**SUPPLIED RECORDS:**

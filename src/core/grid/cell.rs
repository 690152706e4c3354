//! Cell, span and grid types

/// Leading character that keeps a cell out of every merge
pub const ESCAPE_MARKER: char = '*';

/// Span bookkeeping for one dimension of a cell
#[derive(Debug, Clone, Copy, PartialEq, Eq)]
pub struct Span {
    /// False when the cell continues a span started further up (or left)
    pub starts_here: bool,
    /// Number of physical cells covered; only meaningful on the origin
    pub length: usize,
    /// Row (or column) index of the span origin, set on members only
    pub origin: Option<usize>,
}

impl Span {
    /// A cell that is not merged with anything
    pub fn single() -> Self {
        Span {
            starts_here: true,
            length: 1,
            origin: None,
        }
    }

    /// A member of a span whose origin sits at `origin`
    pub fn member_of(origin: usize) -> Self {
        Span {
            starts_here: false,
            length: 1,
            origin: Some(origin),
        }
    }

    /// Origin cell of a span covering more than one physical cell
    pub fn is_anchor(&self) -> bool {
        self.starts_here && self.length > 1
    }

    /// Absorbed into a span anchored elsewhere; never rendered on its own
    pub fn is_member(&self) -> bool {
        !self.starts_here
    }
}

impl Default for Span {
    fn default() -> Self {
        Self::single()
    }
}

/// A resolved grid position
#[derive(Debug, Clone, PartialEq, Eq)]
pub struct Cell {
    /// Text exactly as it appeared in the input
    pub raw: String,
    /// Display text (escape marker removed)
    pub text: String,
    /// Vertical merge state
    pub row_span: Span,
    /// Horizontal merge state
    pub col_span: Span,
}

impl Cell {
    /// Create an unmerged cell from raw input text
    pub fn new(raw: impl Into<String>) -> Self {
        let raw = raw.into();
        Cell {
            text: raw.clone(),
            raw,
            row_span: Span::single(),
            col_span: Span::single(),
        }
    }

    /// Whether the raw text opts out of merging
    pub fn is_escaped(&self) -> bool {
        self.raw.starts_with(ESCAPE_MARKER)
    }

    /// Whether the renderer should skip this cell entirely
    pub fn is_hidden(&self) -> bool {
        self.row_span.is_member() || self.col_span.is_member()
    }
}

/// Row-major arena of resolved cells
#[derive(Debug, Clone, Default, PartialEq, Eq)]
pub struct Grid {
    cells: Vec<Cell>,
    rows: usize,
    cols: usize,
}

impl Grid {
    /// Create an empty grid with a fixed column count
    pub fn with_columns(cols: usize) -> Self {
        Grid {
            cells: Vec::new(),
            rows: 0,
            cols,
        }
    }

    pub fn row_count(&self) -> usize {
        self.rows
    }

    pub fn col_count(&self) -> usize {
        self.cols
    }

    pub fn is_empty(&self) -> bool {
        self.rows == 0
    }

    /// Cell at `(row, col)`
    ///
    /// # Panics
    /// Panics if the position is outside the grid.
    pub fn cell(&self, row: usize, col: usize) -> &Cell {
        &self.cells[self.index(row, col)]
    }

    /// Cell at `(row, col)`, if inside the grid
    pub fn get(&self, row: usize, col: usize) -> Option<&Cell> {
        if row < self.rows && col < self.cols {
            self.cells.get(row * self.cols + col)
        } else {
            None
        }
    }

    /// All cells of one row
    pub fn row(&self, row: usize) -> &[Cell] {
        let start = row * self.cols;
        &self.cells[start..start + self.cols]
    }

    /// Iterate rows top to bottom
    pub fn rows(&self) -> impl Iterator<Item = &[Cell]> + '_ {
        (0..self.rows).map(move |r| self.row(r))
    }

    /// Number of vertical merge regions
    pub fn row_span_count(&self) -> usize {
        self.cells.iter().filter(|c| c.row_span.is_anchor()).count()
    }

    /// Number of horizontal merge regions
    pub fn col_span_count(&self) -> usize {
        self.cells.iter().filter(|c| c.col_span.is_anchor()).count()
    }

    pub(super) fn cell_mut(&mut self, row: usize, col: usize) -> &mut Cell {
        let idx = self.index(row, col);
        &mut self.cells[idx]
    }

    /// Open a new row; cells are appended with `push_cell`
    pub(super) fn begin_row(&mut self) {
        self.rows += 1;
    }

    pub(super) fn push_cell(&mut self, cell: Cell) {
        debug_assert!(self.cells.len() < self.rows * self.cols);
        self.cells.push(cell);
    }

    fn index(&self, row: usize, col: usize) -> usize {
        assert!(
            row < self.rows && col < self.cols,
            "cell ({}, {}) outside {}x{} grid",
            row,
            col,
            self.rows,
            self.cols
        );
        row * self.cols + col
    }
}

**WORK TO COMPLETE:** Mind each word and retype the entire listing above.

**THE ANSWER:**
filename src/core/grid/cell.rs
repository 690152706e4c3354
//! Cell, span and grid types

/// Leading character that keeps a cell out of every merge
pub const ESCAPE_MARKER: char = '*';

/// Span bookkeeping for one dimension of a cell
#[derive(Debug, Clone, Copy, PartialEq, Eq)]
pub struct Span {
    /// False when the cell continues a span started further up (or left)
    pub starts_here: bool,
    /// Number of physical cells covered; only meaningful on the origin
    pub length: usize,
    /// Row (or column) index of the span origin, set on members only
    pub origin: Option<usize>,
}

impl Span {
    /// A cell that is not merged with anything
    pub fn single() -> Self {
        Span {
            starts_here: true,
            length: 1,
            origin: None,
        }
    }

    /// A member of a span whose origin sits at `origin`
    pub fn member_of(origin: usize) -> Self {
        Span {
            starts_here: false,
            length: 1,
            origin: Some(origin),
        }
    }

    /// Origin cell of a span covering more than one physical cell
    pub fn is_anchor(&self) -> bool {
        self.starts_here && self.length > 1
    }

    /// Absorbed into a span anchored elsewhere; never rendered on its own
    pub fn is_member(&self) -> bool {
        !self.starts_here
    }
}

impl Default for Span {
    fn default() -> Self {
        Self::single()
    }
}

/// A resolved grid position
#[derive(Debug, Clone, PartialEq, Eq)]
pub struct Cell {
    /// Text exactly as it appeared in the input
    pub raw: String,
    /// Display text (escape marker removed)
    pub text: String,
    /// Vertical merge state
    pub row_span: Span,
    /// Horizontal merge state
    pub col_span: Span,
}

impl Cell {
    /// Create an unmerged cell from raw input text
    pub fn new(raw: impl Into<String>) -> Self {
        let raw = raw.into();
        Cell {
            text: raw.clone(),
            raw,
            row_span: Span::single(),
            col_span: Span::single(),
        }
    }

    /// Whether the raw text opts out of merging
    pub fn is_escaped(&self) -> bool {
        self.raw.starts_with(ESCAPE_MARKER)
    }

    /// Whether the renderer should skip this cell entirely
    pub fn is_hidden(&self) -> bool {
        self.row_span.is_member() || self.col_span.is_member()
    }
}

/// Row-major arena of resolved cells
#[derive(Debug, Clone, Default, PartialEq, Eq)]
pub struct Grid {
    cells: Vec<Cell>,
    rows: usize,
    cols: usize,
}

impl Grid {
    /// Create an empty grid with a fixed column count
    pub fn with_columns(cols: usize) -> Self {
        Grid {
            cells: Vec::new(),
            rows: 0,
            cols,
        }
    }

    pub fn row_count(&self) -> usize {
        self.rows
    }

    pub fn col_count(&self) -> usize {
        self.cols
    }

    pub fn is_empty(&self) -> bool {
        self.rows == 0
    }

    /// Cell at `(row, col)`
    ///
    /// # Panics
    /// Panics if the position is outside the grid.
    pub fn cell(&self, row: usize, col: usize) -> &Cell {
        &self.cells[self.index(row, col)]
    }

    /// Cell at `(row, col)`, if inside the grid
    pub fn get(&self, row: usize, col: usize) -> Option<&Cell> {
        if row < self.rows && col < self.cols {
            self.cells.get(row * self.cols + col)
        } else {
            None
        }
    }

    /// All cells of one row
    pub fn row(&self, row: usize) -> &[Cell] {
        let start = row * self.cols;
        &self.cells[start..start + self.cols]
    }

    /// Iterate rows top to bottom
    pub fn rows(&self) -> impl Iterator<Item = &[Cell]> + '_ {
        (0..self.rows).map(move |r| self.row(r))
    }

    /// Number of vertical merge regions
    pub fn row_span_count(&self) -> usize {
        self.cells.iter().filter(|c| c.row_span.is_anchor()).count()
    }

    /// Number of horizontal merge regions
    pub fn col_span_count(&self) -> usize {
        self.cells.iter().filter(|c| c.col_span.is_anchor()).count()
    }

    pub(super) fn cell_mut(&mut self, row: usize, col: usize) -> &mut Cell {
        let idx = self.index(row, col);
        &mut self.cells[idx]
    }

    /// Open a new row; cells are appended with `push_cell`
    pub(super) fn begin_row(&mut self) {
        self.rows += 1;
    }

    pub(super) fn push_cell(&mut self, cell: Cell) {
        debug_assert!(self.cells.len() < self.rows * self.cols);
        self.cells.push(cell);
    }

    fn index(&self, row: usize, col: usize) -> usize {
        assert!(
            row < self.rows && col < self.cols,
            "cell ({}, {}) outside {}x{} grid",
            row,
            col,
            self.rows,
            self.cols
        );
        row * self.cols + col
    }
}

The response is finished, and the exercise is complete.